Results and discussion
Test resultsopen allclose all
- Species / strain:
- S. typhimurium TA 1535, TA 1537, TA 98 and TA 100
- Metabolic activation:
- with and without
- Genotoxicity:
- negative
- Cytotoxicity / choice of top concentrations:
- no cytotoxicity
- Vehicle controls validity:
- valid
- Positive controls validity:
- valid
- Species / strain:
- E. coli WP2 uvr A
- Metabolic activation:
- with and without
- Genotoxicity:
- negative
- Cytotoxicity / choice of top concentrations:
- no cytotoxicity
- Vehicle controls validity:
- valid
- Positive controls validity:
- valid
Any other information on results incl. tables
In the Initial Toxicity-Mutation Assay, neither precipitate nor background lawn toxicity was observed. Based on the findings of the initial toxicity-mutation assay, the maximum dose plated in the confirmatory mutagenicity assay was 5000 μg per plate. In the Confirmatory Mutagenicity Assay, no positive mutagenic responses were observed with any of the tester strains in either the presence or absence of S9 activation. Neither precipitate nor toxicity was observed.
Applicant's summary and conclusion
- Conclusions:
- The test substance was concluded to be negative in this assay.
- Executive summary:
The test substance, was tested in the Bacterial Reverse Mutation Assay using Salmonella typhimurium tester strains TA98, TA100, TA1535 and TA1537 and Escherichia coli tester strain WP2uvrA in the presence and absence of Aroclor-induced rat liver S9. The assay was performed in two phases, using the plate incorporation method. The first phase, the initial toxicity-mutation assay, was used to establish the dose-range for the confirmatory mutagenicity assay and to provide a preliminary mutagenicity evaluation. The second phase, the confirmatory mutagenicity assay, was used to evaluate and confirm the mutagenic potential of the test substance.
In the initial toxicity-mutation assay, the maximum dose tested was 5000 μg per plate; this dose was achieved using a concentration of 100 mg/mL and a 50 μL plating aliquot.
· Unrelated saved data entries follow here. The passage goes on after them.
//! End-to-end lowering properties
//!
//! Each test builds a syntax tree, lowers it and inspects either the
//! typed module or the single error that stopped the pass.

use integration_tests::{dangling_references, fibonacci, geometry, inventory};
use ql_ir::{Primitive, Statement as IrStatement, Type as IrType, Value as IrValue};
use ql_lower::{ErrorKind, LowerError, LowerOptions, Lowerer, lower, type_of};
use ql_syntax::{
    BinaryOperator as Op, Block, ConstantDef, FunctionDef, ModelDef, Module, Statement, Type,
    Value,
};

fn single(return_type: Type, statements: Vec<Statement>) -> Module {
    Module::new("Sample").with_function(FunctionDef::new(
        "sample",
        return_type,
        Block::new(statements),
    ))
}

fn returned_value(module: &ql_ir::Module, function: &str) -> IrValue {
    let id = module.function(function).unwrap();
    match module.functions[id].block.statements.last() {
        Some(IrStatement::Return { value: Some(value), .. }) => value.clone(),
        other => panic!("{function} does not end in a value return: {other:?}"),
    }
}

#[test]
fn test_lowering_is_deterministic() {
    for module in [fibonacci(), geometry(), inventory()] {
        let first = lower(&module).unwrap();
        let second = lower(&module).unwrap();
        assert_eq!(first, second, "{} lowered differently twice", module.name);
    }
}

#[test]
fn test_no_dangling_references() {
    for module in [fibonacci(), geometry(), inventory()] {
        let lowered = lower(&module).unwrap();
        assert_eq!(dangling_references(&lowered), Vec::<String>::new(), "{}", module.name);
    }
}

#[test]
fn test_forward_reference_resolves_to_later_function() {
    let module = lower(&fibonacci()).unwrap();
    let fib = module.function("fib").unwrap();
    match returned_value(&module, "main") {
        IrValue::Call(call) => {
            assert_eq!(call.meta.function, fib);
            assert_eq!(call.meta.return_type, IrType::INT);
        }
        other => panic!("expected a call, got {other:?}"),
    }
}

#[test]
fn test_model_method_calls_later_free_function() {
    let module = lower(&geometry()).unwrap();
    let point = module.model("Point").unwrap();
    let manhattan = module.models[point].method("manhattan").unwrap();
    let abs = module.function("abs").unwrap();
    let IrStatement::Return { value: Some(IrValue::Binary { left, .. }), .. } =
        &module.functions[manhattan].block.statements[0]
    else {
        panic!("unexpected manhattan body");
    };
    assert!(matches!(&**left, IrValue::Call(call) if call.meta.function == abs));
}

#[test]
fn test_fail_fast_is_idempotent() {
    let module = single(Type::Int, vec![Statement::ret(Value::var("ghost"))]);
    let first = lower(&module).unwrap_err();
    assert_eq!(first, LowerError::NameNotFound("ghost".to_string()));
    for _ in 0..3 {
        assert_eq!(lower(&module).unwrap_err(), first);
    }
}

#[test]
fn test_operator_table_is_complete() {
    use Primitive::{Boolean, Int, Rune, String};

    let operators = [
        Op::Equals,
        Op::NotEqual,
        Op::LessThan,
        Op::LessThanOrEqual,
        Op::GreaterThan,
        Op::GreaterThanOrEqual,
        Op::Add,
        Op::Subtract,
        Op::Multiply,
        Op::Divide,
        Op::Modulo,
        Op::And,
        Op::Or,
    ];
    let literal = |primitive: Primitive| match primitive {
        Boolean => Value::bool(true),
        Int => Value::int(1),
        Rune => Value::rune('a'),
        String => Value::string("s"),
        Primitive::Void => unreachable!(),
    };
    let allowed = |left: Primitive, right: Primitive, operator: Op| match (left, right) {
        (Int, Int) | (Rune, Rune) => !matches!(operator, Op::And | Op::Or),
        (String, String) => matches!(operator, Op::Equals | Op::NotEqual | Op::Add),
        (Boolean, Boolean) => matches!(operator, Op::And | Op::Or),
        _ => false,
    };

    let mut accepted = 0;
    for left in [Boolean, Int, Rune, String] {
        for right in [Boolean, Int, Rune, String] {
            for operator in operators {
                let module = single(
                    Type::Void,
                    vec![Statement::declare(
                        "v",
                        Value::binary(literal(left), operator, literal(right)),
                    )],
                );
                match lower(&module) {
                    Ok(_) => {
                        assert!(
                            allowed(left, right, operator),
                            "{left:?} {operator} {right:?} accepted"
                        );
                        accepted += 1;
                    }
                    Err(error) => {
                        assert!(
                            !allowed(left, right, operator),
                            "{left:?} {operator} {right:?}: {error}"
                        );
                        assert!(
                            matches!(
                                error.kind(),
                                ErrorKind::TypeMismatch | ErrorKind::UnsupportedOperator
                            ),
                            "{error}"
                        );
                    }
                }
            }
        }
    }
    assert_eq!(accepted, 27);
}

#[test]
fn test_unknown_method_on_model() {
    let module = geometry().with_function(
        FunctionDef::new(
            "area",
            Type::Int,
            Block::new(vec![Statement::ret(Value::method_call(
                Value::var("p"),
                "area",
                vec![],
            ))]),
        )
        .with_argument("p", Type::model("Point")),
    );
    let error = lower(&module).unwrap_err();
    assert_eq!(error.kind(), ErrorKind::UnknownMethod);
    assert_eq!(
        error,
        LowerError::UnknownMethod {
            model: "Point".to_string(),
            method: "area".to_string()
        }
    );

    // `contains` is only built in for sets
    let on_list = single(
        Type::Bool,
        vec![
            Statement::declare("xs", Value::list(vec![Value::int(1)])),
            Statement::ret(Value::method_call(Value::var("xs"), "contains", vec![Value::int(1)])),
        ],
    );
    assert_eq!(lower(&on_list).unwrap_err().kind(), ErrorKind::TypeMismatch);
}

#[test]
fn test_constant_names_may_use_underscores() {
    let module = Module::new("Limits")
        .with_constant(ConstantDef::new("MAX_SIZE", Value::int(8)))
        .with_function(FunctionDef::new(
            "size",
            Type::Int,
            Block::new(vec![Statement::ret(Value::var("MAX_SIZE"))]),
        ));
    let lowered = lower(&module).unwrap();
    assert!(lowered.constant("MAX_SIZE").is_some());
}

#[test]
fn test_duplicate_field() {
    let module = Module::new("Shapes").with_model(
        ModelDef::new("Point")
            .with_field("x", Type::Int)
            .with_field("x", Type::Int),
    );
    assert_eq!(
        lower(&module).unwrap_err(),
        LowerError::DuplicateDefinition("x".to_string())
    );
}

#[test]
fn test_addition_derives_int() {
    let module = lower(&single(
        Type::Int,
        vec![Statement::ret(Value::binary(Value::int(8), Op::Add, Value::int(2)))],
    ))
    .unwrap();
    let value = returned_value(&module, "sample");
    assert_eq!(type_of(&module, &value).unwrap(), IrType::INT);
}

#[test]
fn test_condition_must_be_boolean() {
    let body = |condition| {
        single(
            Type::Void,
            vec![Statement::if_then(condition, Block::new(vec![Statement::ret_void()]))],
        )
    };
    assert_eq!(
        lower(&body(Value::int(5))).unwrap_err(),
        LowerError::ConditionNotBoolean {
            found: "int".to_string()
        }
    );
    assert!(lower(&body(Value::bool(true))).is_ok());
}

#[test]
fn test_int_function_ending_in_assignment() {
    let module = single(
        Type::Int,
        vec![
            Statement::declare("a", Value::int(1)),
            Statement::assign(Value::var("a"), Value::int(2)),
        ],
    );
    assert_eq!(
        lower(&module).unwrap_err(),
        LowerError::MissingTerminalReturn("sample".to_string())
    );
}

#[test]
fn test_list_lookup_types() {
    let pick = |key: Value| {
        Module::new("Lists").with_function(
            FunctionDef::new(
                "pick",
                Type::String,
                Block::new(vec![Statement::ret(Value::lookup(Value::var("list"), key))]),
            )
            .with_argument("list", Type::list(Type::String))
            .with_argument("i", Type::Int),
        )
    };

    let module = lower(&pick(Value::var("i"))).unwrap();
    let value = returned_value(&module, "pick");
    assert_eq!(type_of(&module, &value).unwrap(), IrType::STRING);

    let error = lower(&pick(Value::string("x"))).unwrap_err();
    assert_eq!(error.kind(), ErrorKind::TypeMismatch);
}

#[test]
fn test_deferred_limit_applies_end_to_end() {
    let module = geometry();
    let unlimited = Lowerer::new(LowerOptions::default()).lower(&module);
    assert!(unlimited.is_ok());

    let limited = Lowerer::new(LowerOptions::default().with_max_deferred(1)).lower(&module);
    assert_eq!(limited.unwrap_err().kind(), ErrorKind::StructuralError);
}

#[test]
fn test_json_tree_lowers_like_builder_tree() {
    let module = inventory();
    let json = serde_json::to_string(&module).unwrap();
    let decoded: Module = serde_json::from_str(&json).unwrap();
    assert_eq!(lower(&decoded).unwrap(), lower(&module).unwrap());
}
The dose levels tested were 1.5, 5.0, 15, 50, 150, 500, 1500 and 5000 μg per plate. No positive mutagenic responses were observed with any of the tester strains in either the presence or absence of S9 activation. Neither precipitate nor background lawn toxicity was observed. Based on the findings of the initial toxicity-mutation assay, the maximum dose plated in the confirmatory mutagenicity assay was 5000 μg per plate. In the confirmatory mutagenicity assay, no positive mutagenic responses were observed with any of the tester strains in either the presence or absence of S9 activation. The dose levels tested were 50, 150, 500, 1500 and 5000 μg per plate. Neither precipitate nor toxicity was observed. The results of the Bacterial Reverse Mutation Assay indicate that, under the conditions of this study, the test substance did not exhibit any mutagenic responses in either the presence or absence of Aroclor-induced rat liver S9. Therefore, the test substance was concluded to be negative in this assay.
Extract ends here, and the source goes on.